Clinical course and management of intracranial meningiomas in neurofibromatosis type 2 patients

Abstract

ObjectiveThe aim of this study is to evaluate our surgical experience with intracranial meningiomas in NF2 patients and provide knowledge of the natural history of these lesions. MethodsWe included in the natural growth study patients with the diagnosis of NF2 who harbored intracranial meningiomas and were observed for at least 1 year. Tumors that were resected before achieving long-term follow-up were excluded from this analysis. ResultsWe found 118 intracranial meningiomas in 34 patients in our series. 8 meningiomas in 7 patients were symptomatic. It was found that with an increase in tumor volume, brain edema and with the tumor location at the skull base, meningiomas are more likely to be symptomatic. Univariate analysis revealed that tumor growth was associated with a younger age at the onset of NF2-related symptoms, greater initial tumor volume, brain edema and with the presence of intracranial non-vestibular schwannoma.

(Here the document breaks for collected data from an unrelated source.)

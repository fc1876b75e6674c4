pub mod auth;
pub mod cache;
pub mod claims;
pub mod config;
pub mod error;
pub mod server;

use std::sync::Arc;

/// Builds the durable or in-memory `PersistedCache` named by `Args`, and
/// the `AppState` wired on top of it. Split out of `main` so integration
/// tests can build the same state without going through the CLI.
pub fn build_app_state(args: &config::Args) -> anyhow::Result<auth::AppState> {
    let cache: Arc<dyn cache::PersistedCache> = match &args.cache_path {
        Some(path) => Arc::new(cache::SledCache::open(path)?),
        None => Arc::new(cache::MemoryCache::new()),
    };
    auth::AppState::build(args, cache)
}
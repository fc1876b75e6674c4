//! RFC 8414 authorization-server metadata, OIDC discovery, and RFC 9728
//! protected-resource metadata.

use serde::Serialize;

#[derive(Debug, Serialize)]
pub struct AuthorizationServerMetadata {
    pub issuer: String,
    pub authorization_endpoint: String,
    pub token_endpoint: String,
    #[serde(skip_serializing_if = "Option::is_none")]
    pub registration_endpoint: Option<String>,
    pub jwks_uri: String,
    pub scopes_supported: Vec<String>,
    pub response_types_supported: Vec<&'static str>,
    pub response_modes_supported: Vec<&'static str>,
    pub grant_types_supported: Vec<&'static str>,
    pub token_endpoint_auth_methods_supported: Vec<&'static str>,
    pub code_challenge_methods_supported: Vec<&'static str>,
    pub subject_types_supported: Vec<&'static str>,
    pub id_token_signing_alg_values_supported: Vec<&'static str>,
    pub client_id_metadata_document_supported: bool,
}

#[derive(Debug, Serialize)]
pub struct ProtectedResourceMetadata {
    pub resource: String,
    pub authorization_servers: Vec<String>,
    pub scopes_supported: Vec<String>,
    pub bearer_methods_supported: Vec<&'static str>,
}

pub struct MetadataPublisher {
    issuer: String,
    scopes_supported: Vec<String>,
    dynamic_registration_enabled: bool,
    client_id_metadata_document_supported: bool,
}

impl MetadataPublisher {
    pub fn new(
        issuer: String,
        scopes_supported: Vec<String>,
        dynamic_registration_enabled: bool,
        client_id_metadata_document_supported: bool,
    ) -> Self {
        Self {
            issuer,
            scopes_supported,
            dynamic_registration_enabled,
            client_id_metadata_document_supported,
        }
    }

    /// Shared by `/.well-known/oauth-authorization-server` and
    /// `/.well-known/openid-configuration` — both are the same document.
    pub fn authorization_server_metadata(&self) -> AuthorizationServerMetadata {
        AuthorizationServerMetadata {
            issuer: self.issuer.clone(),
            authorization_endpoint: format!("{}/oauth/authorize", self.issuer),
            token_endpoint: format!("{}/oauth/token", self.issuer),
            registration_endpoint: self
                .dynamic_registration_enabled
                .then(|| format!("{}/oauth/register", self.issuer)),
            jwks_uri: format!("{}/.well-known/jwks.json", self.issuer),
            scopes_supported: self.scopes_supported.clone(),
            response_types_supported: vec!["code"],
            response_modes_supported: vec!["query"],
            grant_types_supported: vec!["authorization_code", "refresh_token"],
            token_endpoint_auth_methods_supported: vec![
                "client_secret_post",
                "client_secret_basic",
                "none",
            ],
            code_challenge_methods_supported: vec!["S256"],
            subject_types_supported: vec!["public"],
            id_token_signing_alg_values_supported: vec!["HS256"],
            client_id_metadata_document_supported: self.client_id_metadata_document_supported,
        }
    }

    pub fn protected_resource_metadata(&self) -> ProtectedResourceMetadata {
        ProtectedResourceMetadata {
            resource: self.issuer.clone(),
            authorization_servers: vec![self.issuer.clone()],
            scopes_supported: self.scopes_supported.clone(),
            bearer_methods_supported: vec!["header"],
        }
    }
}

#[cfg(test)]
mod tests {
    use super::*;

    #[test]
    fn registration_endpoint_is_omitted_when_disabled() {
        let publisher = MetadataPublisher::new(
            "https://broker.example".into(),
            vec!["openid".into()],
            false,
            false,
        );
        let metadata = publisher.authorization_server_metadata();
        assert!(metadata.registration_endpoint.is_none());
    }

    #[test]
    fn registration_endpoint_is_present_when_enabled() {
        let publisher = MetadataPublisher::new(
            "https://broker.example".into(),
            vec!["openid".into()],
            true,
            false,
        );
        let metadata = publisher.authorization_server_metadata();
        assert_eq!(
            metadata.registration_endpoint,
            Some("https://broker.example/oauth/register".to_string())
        );
    }

    #[test]
    fn protected_resource_metadata_names_this_issuer_as_its_own_authorization_server() {
        let publisher = MetadataPublisher::new(
            "https://broker.example".into(),
            vec!["mcp:tools".into()],
            true,
            false,
        );
        let metadata = publisher.protected_resource_metadata();
        assert_eq!(metadata.authorization_servers, vec!["https://broker.example".to_string()]);
    }

    #[test]
    fn client_id_metadata_document_support_is_advertised_when_enabled() {
        let publisher = MetadataPublisher::new(
            "https://broker.example".into(),
            vec!["openid".into()],
            true,
            true,
        );
        let metadata = publisher.authorization_server_metadata();
        assert!(metadata.client_id_metadata_document_supported);
    }
}
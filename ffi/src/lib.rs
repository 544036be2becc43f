//! C-ABI wrapper around `echo-core`.
//!
//! # Overview
//! Lets a native mobile shell build the screen's requests and decode the
//! replies without linking an async runtime. The shell performs the HTTP
//! call itself, keeps its own loading flag, and renders the JSON strings
//! returned here.
//!
//! # Design
//! - Every `extern "C"` function wraps its body in `catch_unwind` so panics
//!   never cross the FFI boundary.
//! - Operations cross as numeric codes (`0` GET .. `4` STATUS); any other
//!   code is unsupported and yields null, after which the shell shows
//!   `echo_error_marker()`.
//! - The C caller owns all returned pointers and must release them with the
//!   matching `echo_free_*` function.

pub mod types;

use std::ffi::CString;
use std::os::raw::c_char;
use std::panic::catch_unwind;

use echo_core::{decode_response, FormState, Operation, ResponseState};

use types::*;

// ---------------------------------------------------------------------------
// Client lifecycle
// ---------------------------------------------------------------------------

/// Create a client bound to httpbin.org.
///
/// The caller must free the returned pointer with `echo_client_free`.
#[unsafe(no_mangle)]
pub extern "C" fn echo_client_new() -> *mut FfiEchoClient {
    catch_unwind(|| {
        Box::into_raw(Box::new(FfiEchoClient {
            inner: echo_core::EchoClient::new(),
        }))
    })
    .unwrap_or(std::ptr::null_mut())
}

/// Create a client bound to another host serving the echo endpoints.
///
/// Returns null if `base_url` is null or if an internal panic occurs.
#[unsafe(no_mangle)]
pub extern "C" fn echo_client_new_with_base_url(base_url: *const c_char) -> *mut FfiEchoClient {
    catch_unwind(|| {
        if base_url.is_null() {
            return std::ptr::null_mut();
        }
        let url = unsafe { read_c_str(base_url) };
        Box::into_raw(Box::new(FfiEchoClient {
            inner: echo_core::EchoClient::with_base_url(&url),
        }))
    })
    .unwrap_or(std::ptr::null_mut())
}

/// Free a client created by `echo_client_new*`. Safe to call with null.
#[unsafe(no_mangle)]
pub extern "C" fn echo_client_free(client: *mut FfiEchoClient) {
    if !client.is_null() {
        let _ = catch_unwind(|| {
            drop(unsafe { Box::from_raw(client) });
        });
    }
}

// ---------------------------------------------------------------------------
// Build / decode
// ---------------------------------------------------------------------------

/// Build the HTTP request for one screen operation.
///
/// `name`, `message` and `status_code` are the current form inputs; they are
/// copied, not retained. Returns null if any pointer is null or `operation`
/// is not a known code. The caller must free the result with
/// `echo_free_request`.
#[unsafe(no_mangle)]
pub extern "C" fn echo_build_request(
    client: *const FfiEchoClient,
    operation: u32,
    name: *const c_char,
    message: *const c_char,
    status_code: *const c_char,
) -> *mut FfiHttpRequest {
    catch_unwind(|| {
        if client.is_null() || name.is_null() || message.is_null() || status_code.is_null() {
            return std::ptr::null_mut();
        }
        let client = unsafe { &*client };
        let Ok(operation) = Operation::try_from(operation) else {
            return std::ptr::null_mut();
        };
        let form = FormState {
            name: unsafe { read_c_str(name) },
            message: unsafe { read_c_str(message) },
            status_code: unsafe { read_c_str(status_code) },
        };
        match client.inner.build_request(operation, &form) {
            Ok(req) => FfiHttpRequest::from_core(req),
            Err(_) => std::ptr::null_mut(),
        }
    })
    .unwrap_or(std::ptr::null_mut())
}

/// Decode a received response into the pretty-printed JSON the response
/// panel shows: the body itself when it is JSON, otherwise
/// `{"status": .., "statusText": ..}`.
///
/// Returns null if `response` is null. Free with `echo_free_string`.
#[unsafe(no_mangle)]
pub extern "C" fn echo_decode_response(response: *const FfiHttpResponse) -> *mut c_char {
    catch_unwind(|| {
        if response.is_null() {
            return std::ptr::null_mut();
        }
        let response = unsafe { &*response }.to_core();
        render(&decode_response(&response))
    })
    .unwrap_or(std::ptr::null_mut())
}

/// The pretty-printed generic error marker, for transport failures and
/// unsupported operations. Free with `echo_free_string`.
#[unsafe(no_mangle)]
pub extern "C" fn echo_error_marker() -> *mut c_char {
    catch_unwind(|| render(&ResponseState::Failed)).unwrap_or(std::ptr::null_mut())
}

fn render(state: &ResponseState) -> *mut c_char {
    state
        .render()
        .map_or(std::ptr::null_mut(), into_c_string)
}

// ---------------------------------------------------------------------------
// Free functions
// ---------------------------------------------------------------------------

/// Free a request returned by `echo_build_request`. Safe to call with null.
#[unsafe(no_mangle)]
pub extern "C" fn echo_free_request(req: *mut FfiHttpRequest) {
    if req.is_null() {
        return;
    }
    let _ = catch_unwind(|| {
        let req = unsafe { Box::from_raw(req) };
        if !req.url.is_null() {
            drop(unsafe { CString::from_raw(req.url) });
        }
        if !req.body.is_null() {
            drop(unsafe { CString::from_raw(req.body) });
        }
        if !req.headers.is_null() && req.headers_len > 0 {
            let headers = unsafe {
                Box::from_raw(std::ptr::slice_from_raw_parts_mut(
                    req.headers,
                    req.headers_len as usize,
                ))
            };
            for h in headers.iter() {
                if !h.key.is_null() {
                    drop(unsafe { CString::from_raw(h.key) });
                }
                if !h.value.is_null() {
                    drop(unsafe { CString::from_raw(h.value) });
                }
            }
        }
    });
}

/// Free a C string allocated by this library. Safe to call with null.
#[unsafe(no_mangle)]
pub extern "C" fn echo_free_string(s: *mut c_char) {
    if !s.is_null() {
        let _ = catch_unwind(|| {
            drop(unsafe { CString::from_raw(s) });
        });
    }
}

// ---------------------------------------------------------------------------
// Unit tests
// ---------------------------------------------------------------------------
//! The screen controller: observable state plus the dispatch sequence.
//!
//! # Design
//! `Screen` is a cheap `Clone` handle over shared state, so a button handler
//! can move a copy into a spawned task. Each dispatch:
//!
//! 1. raises the loading flag and clears the response panel,
//! 2. builds the request from the form as it is at that moment,
//! 3. awaits exactly one call through the transport,
//! 4. publishes the decoded response (or the error marker),
//! 5. lowers the loading flag.
//!
//! Step 5 runs on every exit path, including a panicking transport or an
//! aborted `spawn_dispatch` task. Under `ResultPolicy::LatestOnly` a
//! superseded dispatch skips steps 4 and 5, leaving them to the newest one.

use std::sync::atomic::{AtomicU64, Ordering};
use std::sync::Arc;

use echo_core::{
    decode_response, DispatchError, EchoClient, FormState, HttpResponse, Operation, ResponseState,
};
use tokio::sync::watch;
use tokio::task::JoinHandle;
use tracing::{debug, warn};

use crate::transport::{ReqwestTransport, Transport};

/// What happens when dispatches overlap.
#[derive(Debug, Clone, Copy, PartialEq, Eq, Default)]
pub enum ResultPolicy {
    /// Every completion writes its result and clears the loading flag, even
    /// if a newer dispatch is still in flight.
    #[default]
    LastWriteWins,
    /// Only the most recently started dispatch may write; older completions
    /// are dropped.
    LatestOnly,
}

/// Controller for the request screen. Clones share the same state.
#[derive(Clone)]
pub struct Screen {
    inner: Arc<Inner>,
}

struct Inner {
    client: EchoClient,
    transport: Arc<dyn Transport>,
    policy: ResultPolicy,
    sequence: AtomicU64,
    form: watch::Sender<FormState>,
    response: watch::Sender<ResponseState>,
    loading: watch::Sender<bool>,
}

impl Screen {
    /// Screen bound to httpbin.org through reqwest.
    pub fn httpbin() -> Result<Self, DispatchError> {
        Ok(Self::new(Arc::new(ReqwestTransport::new()?)))
    }

    pub fn new(transport: Arc<dyn Transport>) -> Self {
        Self::with_options(EchoClient::new(), transport, ResultPolicy::default())
    }

    pub fn with_options(
        client: EchoClient,
        transport: Arc<dyn Transport>,
        policy: ResultPolicy,
    ) -> Self {
        let (form, _) = watch::channel(FormState::default());
        let (response, _) = watch::channel(ResponseState::Absent);
        let (loading, _) = watch::channel(false);
        Self {
            inner: Arc::new(Inner {
                client,
                transport,
                policy,
                sequence: AtomicU64::new(0),
                form,
                response,
                loading,
            }),
        }
    }

    pub fn policy(&self) -> ResultPolicy {
        self.inner.policy
    }

    // --- form bindings ---

    pub fn set_name(&self, name: impl Into<String>) {
        let name = name.into();
        self.inner.form.send_modify(|form| form.name = name);
    }

    pub fn set_message(&self, message: impl Into<String>) {
        let message = message.into();
        self.inner.form.send_modify(|form| form.message = message);
    }

    pub fn set_status_code(&self, status_code: impl Into<String>) {
        let status_code = status_code.into();
        self.inner.form.send_modify(|form| form.status_code = status_code);
    }

    // --- snapshots ---

    pub fn form(&self) -> FormState {
        self.inner.form.borrow().clone()
    }

    pub fn response(&self) -> ResponseState {
        self.inner.response.borrow().clone()
    }

    pub fn is_loading(&self) -> bool {
        *self.inner.loading.borrow()
    }

    // --- subscriptions ---

    pub fn subscribe_form(&self) -> watch::Receiver<FormState> {
        self.inner.form.subscribe()
    }

    pub fn subscribe_response(&self) -> watch::Receiver<ResponseState> {
        self.inner.response.subscribe()
    }

    pub fn subscribe_loading(&self) -> watch::Receiver<bool> {
        self.inner.loading.subscribe()
    }

    // --- dispatch ---

    /// Run one operation to completion. Results land in the observable state.
    pub async fn dispatch(&self, operation: Operation) {
        self.run(Ok(operation)).await
    }

    /// Dispatch by button label. Anything but the five labels shows the
    /// error marker without touching the network.
    pub async fn dispatch_named(&self, label: &str) {
        self.run(label.parse()).await
    }

    /// Fire-and-forget dispatch on the current tokio runtime.
    pub fn spawn_dispatch(&self, operation: Operation) -> JoinHandle<()> {
        let screen = self.clone();
        tokio::spawn(async move { screen.dispatch(operation).await })
    }

    async fn run(&self, operation: Result<Operation, DispatchError>) {
        let seq = self.inner.sequence.fetch_add(1, Ordering::SeqCst) + 1;
        self.inner.loading.send_replace(true);
        // Lowers the flag when this future finishes, panics or is dropped.
        let _loading = LoadingGuard {
            inner: &self.inner,
            seq,
        };
        self.inner.response.send_replace(ResponseState::Absent);

        let state = match self.call(operation).await {
            Ok(response) => decode_response(&response),
            Err(err) => {
                warn!(seq, %err, "dispatch failed");
                ResponseState::Failed
            }
        };

        if self.inner.policy == ResultPolicy::LatestOnly && !self.inner.is_current(seq) {
            debug!(seq, "dropping superseded result");
            return;
        }
        self.inner.response.send_replace(state);
    }

    async fn call(
        &self,
        operation: Result<Operation, DispatchError>,
    ) -> Result<HttpResponse, DispatchError> {
        let operation = operation?;
        let request = {
            let form = self.inner.form.borrow();
            self.inner.client.build_request(operation, &form)?
        };
        debug!(%operation, method = %request.method, url = %request.url, "dispatching");
        let response = self.inner.transport.execute(request).await?;
        debug!(%operation, status = response.status, "response received");
        Ok(response)
    }
}

impl Inner {
    fn is_current(&self, seq: u64) -> bool {
        self.sequence.load(Ordering::SeqCst) == seq
    }
}

struct LoadingGuard<'a> {
    inner: &'a Inner,
    seq: u64,
}

impl Drop for LoadingGuard<'_> {
    fn drop(&mut self) {
        if self.inner.policy == ResultPolicy::LatestOnly && !self.inner.is_current(self.seq) {
            return;
        }
        self.inner.loading.send_replace(false);
    }
}
//! `#[repr(C)]` types for the FFI boundary.
//!
//! # Design
//! Each type mirrors a core type but uses C-compatible representations:
//! `*mut c_char` instead of `String`, raw pointers instead of `Vec`, and
//! enums with explicit discriminants. Conversion functions live here to keep
//! `lib.rs` focused on the `extern "C"` surface.

use std::ffi::{CStr, CString};
use std::os::raw::c_char;

use echo_core::{HttpMethod, HttpRequest, HttpResponse};

/// Opaque handle to an `EchoClient`. C callers receive a pointer to this
/// and pass it back into every FFI function.
pub struct FfiEchoClient {
    pub(crate) inner: echo_core::EchoClient,
}

// ---------------------------------------------------------------------------
// Request types
// ---------------------------------------------------------------------------

/// HTTP method as a C enum.
#[repr(C)]
#[derive(Debug, Clone, Copy, PartialEq, Eq)]
pub enum FfiHttpMethod {
    Get = 0,
    Post = 1,
    Put = 2,
    Delete = 3,
}

impl From<HttpMethod> for FfiHttpMethod {
    fn from(m: HttpMethod) -> Self {
        match m {
            HttpMethod::Get => FfiHttpMethod::Get,
            HttpMethod::Post => FfiHttpMethod::Post,
            HttpMethod::Put => FfiHttpMethod::Put,
            HttpMethod::Delete => FfiHttpMethod::Delete,
        }
    }
}

/// A single HTTP header as a key-value pair of C strings.
#[repr(C)]
pub struct FfiHeader {
    pub key: *mut c_char,
    pub value: *mut c_char,
}

/// An HTTP request described as C-compatible plain data.
///
/// Built by `echo_build_request`. The host executes the request and passes
/// the response back through `echo_decode_response`. `body` is null when the
/// request carries none.
#[repr(C)]
pub struct FfiHttpRequest {
    pub method: FfiHttpMethod,
    pub url: *mut c_char,
    pub headers: *mut FfiHeader,
    pub headers_len: u32,
    pub body: *mut c_char,
}

impl FfiHttpRequest {
    /// Convert a core `HttpRequest` into a heap-allocated `FfiHttpRequest`.
    pub(crate) fn from_core(req: HttpRequest) -> *mut Self {
        let url = into_c_string(req.url);
        let body = req.body.map_or(std::ptr::null_mut(), into_c_string);

        let headers_len = req.headers.len() as u32;
        let headers = if req.headers.is_empty() {
            std::ptr::null_mut()
        } else {
            let ffi_headers: Vec<FfiHeader> = req
                .headers
                .into_iter()
                .map(|(k, v)| FfiHeader {
                    key: into_c_string(k),
                    value: into_c_string(v),
                })
                .collect();
            // Boxed slice so capacity == len when rebuilt in `echo_free_request`.
            Box::into_raw(ffi_headers.into_boxed_slice()) as *mut FfiHeader
        };

        Box::into_raw(Box::new(FfiHttpRequest {
            method: req.method.into(),
            url,
            headers,
            headers_len,
            body,
        }))
    }
}

// ---------------------------------------------------------------------------
// Response input (caller-provided, not heap-allocated by us)
// ---------------------------------------------------------------------------

/// An HTTP response described as C-compatible plain data.
///
/// The host constructs this on the stack after executing a request, then
/// passes a pointer to `echo_decode_response`. The FFI layer reads but does
/// not free these fields. Null `reason` or `body` read as empty strings.
#[repr(C)]
pub struct FfiHttpResponse {
    pub status: u16,
    pub reason: *const c_char,
    pub body: *const c_char,
}

impl FfiHttpResponse {
    pub(crate) fn to_core(&self) -> HttpResponse {
        HttpResponse::new(
            self.status,
            unsafe { read_c_str(self.reason) },
            unsafe { read_c_str(self.body) },
        )
    }
}

// ---------------------------------------------------------------------------
// String helpers
// ---------------------------------------------------------------------------

/// Hand a Rust string to C. Interior NULs cannot occur in JSON or URLs we
/// build from C strings; if one does, the string is truncated to empty.
pub(crate) fn into_c_string(s: String) -> *mut c_char {
    CString::new(s).unwrap_or_default().into_raw()
}

/// Copy a borrowed C string, replacing invalid UTF-8. Null reads as "".
///
/// # Safety
/// `ptr` must be null or point to a NUL-terminated string.
pub(crate) unsafe fn read_c_str(ptr: *const c_char) -> String {
    if ptr.is_null() {
        return String::new();
    }
    unsafe { CStr::from_ptr(ptr) }.to_string_lossy().into_owned()
}
//! Request/response core for the httpbin request screen.
//!
//! # Overview
//! Builds `HttpRequest` values for the five screen operations and decodes
//! `HttpResponse` values into a `ResponseState` without touching the network
//! (host-does-IO pattern). The dispatcher crate and the C ABI both execute
//! the round-trip themselves and hand the response back here.
//!
//! # Design
//! - `EchoClient` is stateless — it holds only `base_url`.
//! - Each operation maps to exactly one method + URL pair; bodies and the
//!   JSON content type only appear on POST and PUT.
//! - Decoding never fails: a body that is not JSON degrades to a
//!   `{status, statusText}` fallback.

pub mod client;
pub mod error;
pub mod http;
pub mod response;
pub mod types;

pub use client::{EchoClient, DEFAULT_BASE_URL};
pub use error::{DispatchError, TransportError};
pub use http::{HttpMethod, HttpRequest, HttpResponse};
pub use response::{decode_response, ResponseState, ERROR_MESSAGE};
pub use types::{EchoPayload, FormState, Operation};

/// Text shown by the presentation layer while a call is in flight.
pub const LOADING_TEXT: &str = "Carregando...";

/// Screen title.
pub const SCREEN_TITLE: &str = "Requisições HTTP com Httpbin API";
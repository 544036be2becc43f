//! The network seam between `Screen` and the outside world.

use async_trait::async_trait;
use echo_core::{HttpMethod, HttpRequest, HttpResponse, TransportError};
use tracing::debug;

/// Executes one HTTP round-trip.
///
/// Any status code is a response, not an error; `Err` means no response was
/// received at all.
#[async_trait]
pub trait Transport: Send + Sync {
    async fn execute(&self, request: HttpRequest) -> Result<HttpResponse, TransportError>;
}

/// Production transport backed by a shared `reqwest::Client`.
///
/// No timeout is configured; calls run under reqwest's defaults.
/// `HttpResponse::reason` is the canonical phrase for the status code, not
/// the server's own phrase, and is empty for codes without one.
#[derive(Debug, Clone)]
pub struct ReqwestTransport {
    client: reqwest::Client,
}

impl ReqwestTransport {
    pub fn new() -> Result<Self, TransportError> {
        let client = reqwest::Client::builder()
            .build()
            .map_err(|e| TransportError::Other(e.to_string()))?;
        Ok(Self { client })
    }

    pub fn from_client(client: reqwest::Client) -> Self {
        Self { client }
    }
}

#[async_trait]
impl Transport for ReqwestTransport {
    async fn execute(&self, request: HttpRequest) -> Result<HttpResponse, TransportError> {
        let method = match request.method {
            HttpMethod::Get => reqwest::Method::GET,
            HttpMethod::Post => reqwest::Method::POST,
            HttpMethod::Put => reqwest::Method::PUT,
            HttpMethod::Delete => reqwest::Method::DELETE,
        };

        let mut builder = self.client.request(method, request.url.as_str());
        for (name, value) in &request.headers {
            builder = builder.header(name.as_str(), value.as_str());
        }
        if let Some(body) = request.body {
            builder = builder.body(body);
        }

        let response = builder.send().await.map_err(classify)?;
        let status = response.status();
        let headers = response
            .headers()
            .iter()
            .map(|(name, value)| {
                (
                    name.as_str().to_string(),
                    String::from_utf8_lossy(value.as_bytes()).into_owned(),
                )
            })
            .collect();
        // A body that cannot be read decodes like any other non-JSON body.
        let body = match response.text().await {
            Ok(body) => body,
            Err(err) => {
                debug!(%err, "failed to read response body");
                String::new()
            }
        };

        Ok(HttpResponse {
            status: status.as_u16(),
            reason: status.canonical_reason().unwrap_or("").to_string(),
            headers,
            body,
        })
    }
}

fn classify(err: reqwest::Error) -> TransportError {
    if err.is_timeout() {
        TransportError::Timeout
    } else if err.is_connect() {
        TransportError::Connect(err.to_string())
    } else {
        TransportError::Other(err.to_string())
    }
}
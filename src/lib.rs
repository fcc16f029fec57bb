//! True Discover Library
//!
//! Builds playlists of music the listener has never heard. The listener's
//! top tracks, top artists and playlists are collected into an artist
//! universe; recommendations seeded by genres of that universe are then kept
//! only when none of their artists is part of it.
//!
//! # Modules
//!
//! - `cli` - Command-line interface implementations
//! - `config` - Configuration management and environment variables
//! - `management` - Persisted token, collection state and caches
//! - `pipeline` - Resumable collection and recommendation sampling
//! - `spotify` - Spotify Web API client implementation
//! - `types` - Data structures and type definitions
//! - `utils` - Utility functions and helpers
//!
//! # Example
//!
//! ```
//! use truedisc::{config, cli};
//!
//! #[tokio::main]
//! async fn main() {
//!     config::load_env().await.ok();
//!     cli::status().await;
//! }
//! ```

pub mod cli;
pub mod config;
pub mod management;
pub mod pipeline;
pub mod spotify;
pub mod types;
pub mod utils;

/// Prints an informational message with a blue bullet point.
///
/// Accepts the same arguments as `println!`.
///
/// # Example
///
/// ```
/// info!("Getting user top tracks ...");
/// info!("Number of music genres: {}", count);
/// ```
#[macro_export]
macro_rules! info {
  ($($arg:tt)*) => ({
    use colored::Colorize;
    println!("[{}] {}", "o".blue().bold(), std::format_args!($($arg)*));
  })
}

/// Prints a success message with a green checkmark.
#[macro_export]
macro_rules! success {
  ($($arg:tt)*) => ({
    use colored::Colorize;
    println!("[{}] {}", "✓".green().bold(), std::format_args!($($arg)*));
  })
}

/// Prints an error message with a red exclamation mark and exits the program
/// with code 1.
///
/// Only for fatal errors in the command layer; library code returns errors.
#[macro_export]
macro_rules! error {
  ($($arg:tt)*) => ({
    use colored::Colorize;
    println!("[{}] {}", "!".red().bold(), std::format_args!($($arg)*));
    std::process::exit(1);
  })
}

/// Prints a warning message with a yellow exclamation mark.
///
/// Used for recoverable issues such as skipped records or an interrupted
/// collection that is about to resume.
#[macro_export]
macro_rules! warning {
  ($($arg:tt)*) => ({
    use colored::Colorize;
    println!("[{}] {}", "!".yellow().bold(), std::format_args!($($arg)*));
  })
}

Multivariate analysis showed that the probability of tumor growth is associated with prolonged follow-up time. De novo meningiomas exhibited a significantly higher growth rate than other meningiomas. These tumors were more frequent in patients with intracranial non-vestibular schwannoma and with increasing length of meningioma observation. ConclusionMeningiomas occur in about half NF2 patients. Many of them exhibit slow growth and long remain asymptomatic, however, those associated with early onset of NF2 symptoms and other features of the disease severity should be monitored in case of clinical and radiological progression that may require surgical treatment.